No concrete reasoning. Just intuition, it seemed.

They lured the guard on standby into the room and quickly rendered her unconscious before dragging her into the cell the Aquarians had formerly occupied. When Werner slipped another conducting ring onto the Argoan’s finger, she took on the form of the Aquarians.

The stage now set, Werner extended a hand out to Weingartner who accepted the gesture before extending his hand out to Gilbert behind him. The chain continued until they were all linked, hand-in-hand. With a snap of his fingers, Werner sent copper light cascading down their chain. And with that, they slowly pressed out the door and into the hallway.

Weingartner couldn’t believe how easy it was for them to slip past all the Argoans. They slinked forward like ghosts through the hall, their boots leaving faint impressions in the mud caking the floor.

The Argoans didn’t even notice.

It didn’t seem right. Didn’t seem natural. It felt like at any moment, someone was going to whip out a gun—maybe a conductor—and they’d have to take cover against the bombardment. But none of those things happened.

When they arrived at the front gate of the building, they found it wide open. It was too good to be true, and Weingartner’s apprehension reached boiling point. Gauging by the hushed whisperings in Aquarian behind him, he knew the Aquarians felt the same. But Werner pushed them forward regardless. As they passed by the lone two guards posted there, Weingartner overheard their conversation:

“Why do you think the lieutenant asked us to leave the gate open for? Are we expecting a shipment?”

“Don’t know. Lieutenant’s been on-and-off weird lately.”

Weingartner let out a quiet sigh, silently apologized to his daughter, and tightened his grip on Werner’s hand. He was a scholar before a soldier. And temporary solace was not true solace.

Their group crossed the gate and stepped onto the dirt road beyond. They didn’t stop to catch their breaths and continued along the dirt path for several kilometers before Weingartner pulled them all into the woods expanding to the left of the path in the opposite direction of the setting sun. They continued forward for some uncountable distance until Werner suddenly stumbled out of Weingartner’s grasp.

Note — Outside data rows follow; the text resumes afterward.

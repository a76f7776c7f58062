// src/models/request.rs
//! Maintenance/incident requests and their workflow projections

use serde::{Serialize, Deserialize};
use validator::Validate;
use chrono::{DateTime, Utc};

use super::status::{ApprovalStatus, RequestStatus};

#[derive(Debug, Clone, sqlx::FromRow)]
pub struct RequestRow {
    pub id: i64,
    pub type_of_problem: String,
    pub department: String,
    pub location: String,
    pub complaint_details: String,
    pub reported_by: i64,
    pub reporter_role: String,
    pub approver_id: Option<i64>,
    pub assigned_person: Option<String>,
    pub verification_remarks: Option<String>,
    pub materials_used: Option<String>,
    pub resolved_inhouse: Option<bool>,
    pub resolved_remark: Option<String>,
    pub consumables_needed: Option<bool>,
    pub consumables_details: Option<String>,
    pub external_agency_needed: Option<bool>,
    pub external_agency_name: Option<String>,
    pub external_agency_details: Option<String>,
    pub current_step: Option<String>,
    pub completed_steps: i64,
    pub admin_approval_status: Option<String>,
    pub created_at: DateTime<Utc>,
    pub updated_at: DateTime<Utc>,
}

/// Request as presented to clients, with both status dimensions
#[derive(Debug, Clone, Serialize)]
pub struct RequestView {
    pub id: i64,
    pub type_of_problem: String,
    pub department: String,
    pub location: String,
    pub complaint_details: String,
    pub reported_by: i64,
    pub reporter_role: String,
    pub approver_id: Option<i64>,
    pub assigned_person: Option<String>,
    pub verification_remarks: Option<String>,
    pub materials_used: Option<String>,
    pub resolved_inhouse: Option<bool>,
    pub resolved_remark: Option<String>,
    pub consumables_needed: Option<bool>,
    pub consumables_details: Option<String>,
    pub external_agency_needed: Option<bool>,
    pub external_agency_name: Option<String>,
    pub external_agency_details: Option<String>,
    pub current_step: Option<String>,
    pub completed_steps: i64,
    pub status: RequestStatus,
    pub admin_approval_status: ApprovalStatus,
    pub created_at: DateTime<Utc>,
    pub updated_at: DateTime<Utc>,
}

impl From<RequestRow> for RequestView {
    fn from(row: RequestRow) -> Self {
        let admin_approval_status = row
            .admin_approval_status
            .as_deref()
            .and_then(ApprovalStatus::from_str)
            .unwrap_or_default();

        Self {
            id: row.id,
            type_of_problem: row.type_of_problem,
            department: row.department,
            location: row.location,
            complaint_details: row.complaint_details,
            reported_by: row.reported_by,
            reporter_role: row.reporter_role,
            approver_id: row.approver_id,
            assigned_person: row.assigned_person,
            verification_remarks: row.verification_remarks,
            materials_used: row.materials_used,
            resolved_inhouse: row.resolved_inhouse,
            resolved_remark: row.resolved_remark,
            consumables_needed: row.consumables_needed,
            consumables_details: row.consumables_details,
            external_agency_needed: row.external_agency_needed,
            external_agency_name: row.external_agency_name,
            external_agency_details: row.external_agency_details,
            current_step: row.current_step,
            completed_steps: row.completed_steps,
            status: RequestStatus::from_steps(row.completed_steps),
            admin_approval_status,
            created_at: row.created_at,
            updated_at: row.updated_at,
        }
    }
}

#[derive(Debug, Clone, Serialize)]
pub struct ApprovalChange {
    pub id: i64,
    pub status: ApprovalStatus,
}

// ==================== REQUEST DTOs ====================

#[derive(Debug, Clone, Deserialize, Validate)]
pub struct CreateRequestRequest {
    #[validate(length(min = 1, max = 255, message = "type_of_problem must be 1-255 characters"))]
    pub type_of_problem: String,
    #[validate(length(min = 1, max = 255, message = "department must be 1-255 characters"))]
    pub department: String,
    #[validate(length(min = 1, max = 255, message = "location must be 1-255 characters"))]
    pub location: String,
    #[validate(length(min = 1, max = 2000, message = "complaint_details must be 1-2000 characters"))]
    pub complaint_details: String,
    pub approver_id: Option<i64>,
}

#[derive(Debug, Clone, Deserialize)]
pub struct ApprovalRequest {
    pub status: String,
}

/// Step completion; optional fields are merged into the stored request
#[derive(Debug, Clone, Default, Deserialize, Validate)]
pub struct StepUpdateRequest {
    pub completed_steps: i64,
    #[validate(length(max = 100, message = "current_step cannot exceed 100 characters"))]
    pub current_step: Option<String>,
    #[validate(length(max = 255, message = "assigned_person cannot exceed 255 characters"))]
    pub assigned_person: Option<String>,
    #[validate(length(max = 2000, message = "verification_remarks cannot exceed 2000 characters"))]
    pub verification_remarks: Option<String>,
    #[validate(length(max = 2000, message = "materials_used cannot exceed 2000 characters"))]
    pub materials_used: Option<String>,
    pub resolved_inhouse: Option<bool>,
    #[validate(length(max = 2000, message = "resolved_remark cannot exceed 2000 characters"))]
    pub resolved_remark: Option<String>,
    pub consumables_needed: Option<bool>,
    #[validate(length(max = 2000, message = "consumables_details cannot exceed 2000 characters"))]
    pub consumables_details: Option<String>,
    pub external_agency_needed: Option<bool>,
    #[validate(length(max = 255, message = "external_agency_name cannot exceed 255 characters"))]
    pub external_agency_name: Option<String>,
    #[validate(length(max = 2000, message = "external_agency_details cannot exceed 2000 characters"))]
    pub external_agency_details: Option<String>,
}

The illusion coating them shattered in an instant.

Werner crouched in front of him, lightly panting. Although his expression was calm and collected, sweat beaded his brow and there was a very faint haze of exhaustion clouding his eyes. He was guided up into a stand by Nico and given a nod from Gilbert and a wince from Kleine.

“The proto-conductor rings are spent?” Fischer asked, coming up from behind. “Oberleutnant Waltz, if you try again—”

Weingartner held up a hand and locked eyes with Werner. “We’re far enough to avoid detection. If there is any of that vitae left, we should save it and use it wisely.”

Werner nodded.

* * *

They continued on through the woods opposite the setting sun as planned for nearly two days straight, never stopping for rest even once. The ghost of the Argoans felt like a constant at their heels. No rest. Only anxiety. 

On the third day, however, he and Kramer agreed to stop for rest. They came to a small creek, foraged for food there, and settled for a tense three-hour repose as night fell.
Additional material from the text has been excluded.